Paylaş
Balık: Niasin ve B2 vitamini, demir, krom, selenyum ve iyot minerali içerdiği için haftada 2-3 kere balık yenilmelidir. Bahsi geçen besin öğelerini taze balıklar ile benzer oranlarda içerdiğinden konserve balıklar da oldukça yararlıdır.
Yağlı tohumlar: Niasin ve E vitamini, demir ve potasyum minerali içeren fındık, yerfıstığı, badem ve ceviz tüketim sıklığına önem verilmeli, ancak yüksek enerji içeriklerinden ötürü tüketim miktarına dikkat edilmelidir. Günde bir avuç kadar yenilmesi yeterlidir ve sayısız yarar sağlar.

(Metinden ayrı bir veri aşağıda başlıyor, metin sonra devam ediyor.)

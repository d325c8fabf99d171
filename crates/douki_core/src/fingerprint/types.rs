//! Fingerprint data types.

use serde::{Deserialize, Serialize};

/// One audio landmark: the frame it was anchored at and its hash.
///
/// Serialized as a two-element array `[offset, hash]`, the format sync data
/// files are stored in.
#[derive(Debug, Clone, Copy, PartialEq, Eq, Hash, Serialize, Deserialize)]
#[serde(from = "(u32, u32)", into = "(u32, u32)")]
pub struct Fingerprint {
    /// Frame index in fingerprinter units.
    pub offset: u32,
    /// Landmark hash.
    pub hash: u32,
}

impl Fingerprint {
    pub fn new(offset: u32, hash: u32) -> Self {
        Self { offset, hash }
    }
}

impl From<(u32, u32)> for Fingerprint {
    fn from((offset, hash): (u32, u32)) -> Self {
        Self { offset, hash }
    }
}

impl From<Fingerprint> for (u32, u32) {
    fn from(fp: Fingerprint) -> Self {
        (fp.offset, fp.hash)
    }
}

/// Time-ordered fingerprints of one audio stream.
pub type FingerprintSequence = Vec<Fingerprint>;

Yeşil yapraklı sebzeler: C, E ve B2 vitamini ile demir ve potasyum minerali açısından zengin olan yeşil yapraklı sebzelerin özellikle koyu renkli olanlarının (ıspanak, roka, pazı, nane, tere) tercih edilmesi önerilmektedir. Bu sebzeleri çiğ olarak ya da yüksek sıcaklıkta az su içerisinde kısa süre veya buharda pişirerek tüketmek vitamin ve mineral kayıplarını önlemeye yardımcı olur.
Yumurta: Niasin, E ve B2 vitamini ile demir, krom ve iyot minerallerinden zengin olan yumurta anne sütü kalitesinde protein içerir ve örnek protein olarak tanımlanır. İçermiş olduğu doymamış yağ asitleri sayesinde de çok besleyici bir besindir. Lesitin içeriğinden ötürü sanıldığı gibi kolesterolü artırıcı etki de göstermez. Yüksek kolesterol, tansiyon, karaciğer yağlanması gibi sağlık problemleri varsa; farklı günlerde olmak koşulu ile haftada 2-3 kere tüketilebilir. Kişi seviyorsa ve sağlık problemi bulunmuyorsa her gün bir adet yenilebilir. Ancak; kıymalı, pastırmalı, sucuklu veya tereyağlı olarak tüketilmemelidir.
Kurubaklagiller: Niasin, B1 ve B2 vitamini ile demir ve potasyum içeriğinden ötürü yorgunluğa birebir gelir. Aynı zamanda içerdiği diyet lifi (posa) sayesinde kan şekerini kontrol altında tutarak vücut direncinin sürekliliğini sağlar. Bu nedenle haftada 2-3 kere kuru fasulye, nohut, mercimek, kuru barbunya, kuru bakla, kuru börülce, soya fasulyesi, piyaz gibi baklagiller tüketilmelidir.
Kepekli tahıllar: Niasin, E, B1 ve B2 vitamini ile potasyum, krom, iyot ve az da olsa demir minerali açısından zengin olan kepekli tahıl ürünlerinin (esmer ekmek, bulgur, kepekli pirinç, makarna, erişte ve un) tercih edilmesi; işlenmiş olan tahıllardan uzak durulması yorgunluğu önlemek adına büyük önem taşır.
Süt ve süt ürünleri: Niasin ve B2 vitamini ile demir, potasyum, krom ve iyot minerali içeren süt, yoğurt ve peynirin yarım yağlı hatta yağsız (light) olarak tercih edilmesi daha sağlıklı olacaktır. Işık almayacak şekilde saklanmalarında yarar vardır.
Tüm bu besin gruplarına ilave olarak başta su olmak üzere, elma, kayısı, kivi, üzüm, avokado, muz gibi meyveler ile maydanoz, lahana, kereviz, bezelye, havuç, patates, turp, enginar, mantar, soğan, kırmızı pancar, sarımsak gibi sebzeler ve ayçekirdeği, karaciğer, yeşil çay yorgunluğu giderici besinler olarak tanımlanır. Düzenli olarak yapılan egzersizler de vücudu canlandırmaya yardımcı olur. Öte yandan aşırı besin alımı, alkol, asitli içecekler, hazır besinler, sakatatlar, çok yağlı ve şekerli besinler yorgunluk vermektedir.
Özellikle mevsim değişikliklerinin olduğu dönemlerde doktor ve/veya diyetisyenlere hastaları, danışanları tarafından acaba besin desteği, vitamin veya mineral tabletleri almak gerekir mi? şeklinde sorular yöneltilmektedir. Böylesi durumlarda kişinin yeterli ve dengeli beslenmeye daha bir önem vermesi, uzman tarafından gerekli görülürse bir multivitamin alması uygun olabilmektedir.